WHAT IS BEING ASKED
The response must contain every line from the records below that has "format".

[Stored items]

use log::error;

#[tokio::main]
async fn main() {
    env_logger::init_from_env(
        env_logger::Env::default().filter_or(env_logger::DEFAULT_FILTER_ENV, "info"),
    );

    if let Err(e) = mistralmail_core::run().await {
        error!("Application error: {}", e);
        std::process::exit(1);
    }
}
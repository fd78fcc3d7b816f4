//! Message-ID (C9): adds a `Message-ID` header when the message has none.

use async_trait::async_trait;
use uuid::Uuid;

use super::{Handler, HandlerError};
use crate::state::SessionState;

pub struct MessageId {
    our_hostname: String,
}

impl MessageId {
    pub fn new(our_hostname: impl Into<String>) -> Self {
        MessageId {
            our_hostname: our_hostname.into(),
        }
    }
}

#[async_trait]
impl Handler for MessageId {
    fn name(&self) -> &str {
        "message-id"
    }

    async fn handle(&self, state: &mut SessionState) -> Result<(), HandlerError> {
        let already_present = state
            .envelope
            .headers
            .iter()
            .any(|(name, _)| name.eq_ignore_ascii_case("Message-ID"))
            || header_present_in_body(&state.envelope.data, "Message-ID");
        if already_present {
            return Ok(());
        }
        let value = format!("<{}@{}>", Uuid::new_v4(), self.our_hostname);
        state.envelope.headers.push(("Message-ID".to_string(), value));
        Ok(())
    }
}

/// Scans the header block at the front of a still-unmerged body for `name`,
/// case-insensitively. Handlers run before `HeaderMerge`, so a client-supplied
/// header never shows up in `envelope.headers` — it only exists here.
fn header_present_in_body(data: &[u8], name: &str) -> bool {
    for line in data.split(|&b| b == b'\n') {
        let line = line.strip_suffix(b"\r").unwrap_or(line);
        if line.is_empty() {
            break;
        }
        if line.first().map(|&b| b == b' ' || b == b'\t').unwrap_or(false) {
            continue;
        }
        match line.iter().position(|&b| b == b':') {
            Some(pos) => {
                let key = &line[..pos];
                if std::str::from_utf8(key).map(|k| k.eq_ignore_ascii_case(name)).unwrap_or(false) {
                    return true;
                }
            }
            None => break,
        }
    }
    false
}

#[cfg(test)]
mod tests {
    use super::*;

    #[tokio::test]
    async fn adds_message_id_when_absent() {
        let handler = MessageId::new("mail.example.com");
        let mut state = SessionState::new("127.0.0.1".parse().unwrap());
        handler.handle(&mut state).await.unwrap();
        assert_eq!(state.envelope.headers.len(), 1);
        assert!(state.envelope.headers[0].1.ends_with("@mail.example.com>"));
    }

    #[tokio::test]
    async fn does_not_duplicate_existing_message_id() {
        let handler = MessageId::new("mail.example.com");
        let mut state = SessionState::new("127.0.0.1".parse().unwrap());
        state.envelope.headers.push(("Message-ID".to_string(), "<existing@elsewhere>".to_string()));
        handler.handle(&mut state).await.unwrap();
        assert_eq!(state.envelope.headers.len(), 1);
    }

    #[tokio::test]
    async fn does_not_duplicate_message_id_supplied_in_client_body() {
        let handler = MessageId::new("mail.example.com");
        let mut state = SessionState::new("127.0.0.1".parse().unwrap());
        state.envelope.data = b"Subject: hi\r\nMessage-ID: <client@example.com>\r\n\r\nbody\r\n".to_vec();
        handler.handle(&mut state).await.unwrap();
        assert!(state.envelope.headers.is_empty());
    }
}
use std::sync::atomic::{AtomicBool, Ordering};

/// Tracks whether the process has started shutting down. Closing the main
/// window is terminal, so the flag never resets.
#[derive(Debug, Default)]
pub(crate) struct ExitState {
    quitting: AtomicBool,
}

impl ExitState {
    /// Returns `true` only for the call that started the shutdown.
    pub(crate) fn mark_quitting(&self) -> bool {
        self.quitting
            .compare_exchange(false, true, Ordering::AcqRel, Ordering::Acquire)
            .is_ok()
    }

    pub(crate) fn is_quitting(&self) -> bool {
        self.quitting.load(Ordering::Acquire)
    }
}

...

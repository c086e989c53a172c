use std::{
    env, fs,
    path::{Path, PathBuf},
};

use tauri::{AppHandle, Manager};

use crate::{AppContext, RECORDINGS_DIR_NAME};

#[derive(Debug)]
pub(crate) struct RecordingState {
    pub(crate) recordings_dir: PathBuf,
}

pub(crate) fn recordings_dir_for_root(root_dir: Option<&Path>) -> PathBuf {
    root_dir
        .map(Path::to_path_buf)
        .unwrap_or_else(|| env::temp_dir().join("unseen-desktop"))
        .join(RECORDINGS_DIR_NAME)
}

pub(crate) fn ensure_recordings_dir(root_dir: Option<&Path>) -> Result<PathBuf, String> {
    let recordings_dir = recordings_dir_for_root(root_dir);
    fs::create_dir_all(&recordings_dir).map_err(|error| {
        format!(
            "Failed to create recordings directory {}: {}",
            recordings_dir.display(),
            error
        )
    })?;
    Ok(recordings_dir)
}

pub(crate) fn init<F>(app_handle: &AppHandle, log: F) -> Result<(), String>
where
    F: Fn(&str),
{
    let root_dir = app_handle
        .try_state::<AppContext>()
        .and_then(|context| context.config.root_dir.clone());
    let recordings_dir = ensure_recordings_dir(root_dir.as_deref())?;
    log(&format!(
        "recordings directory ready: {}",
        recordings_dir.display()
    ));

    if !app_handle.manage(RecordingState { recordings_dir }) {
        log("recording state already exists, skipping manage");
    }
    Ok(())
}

RESULT FOR THIS EXERCISE
        let value = format!("<{}@{}>", Uuid::new_v4(), self.our_hostname);
        format!(
    log(&format!(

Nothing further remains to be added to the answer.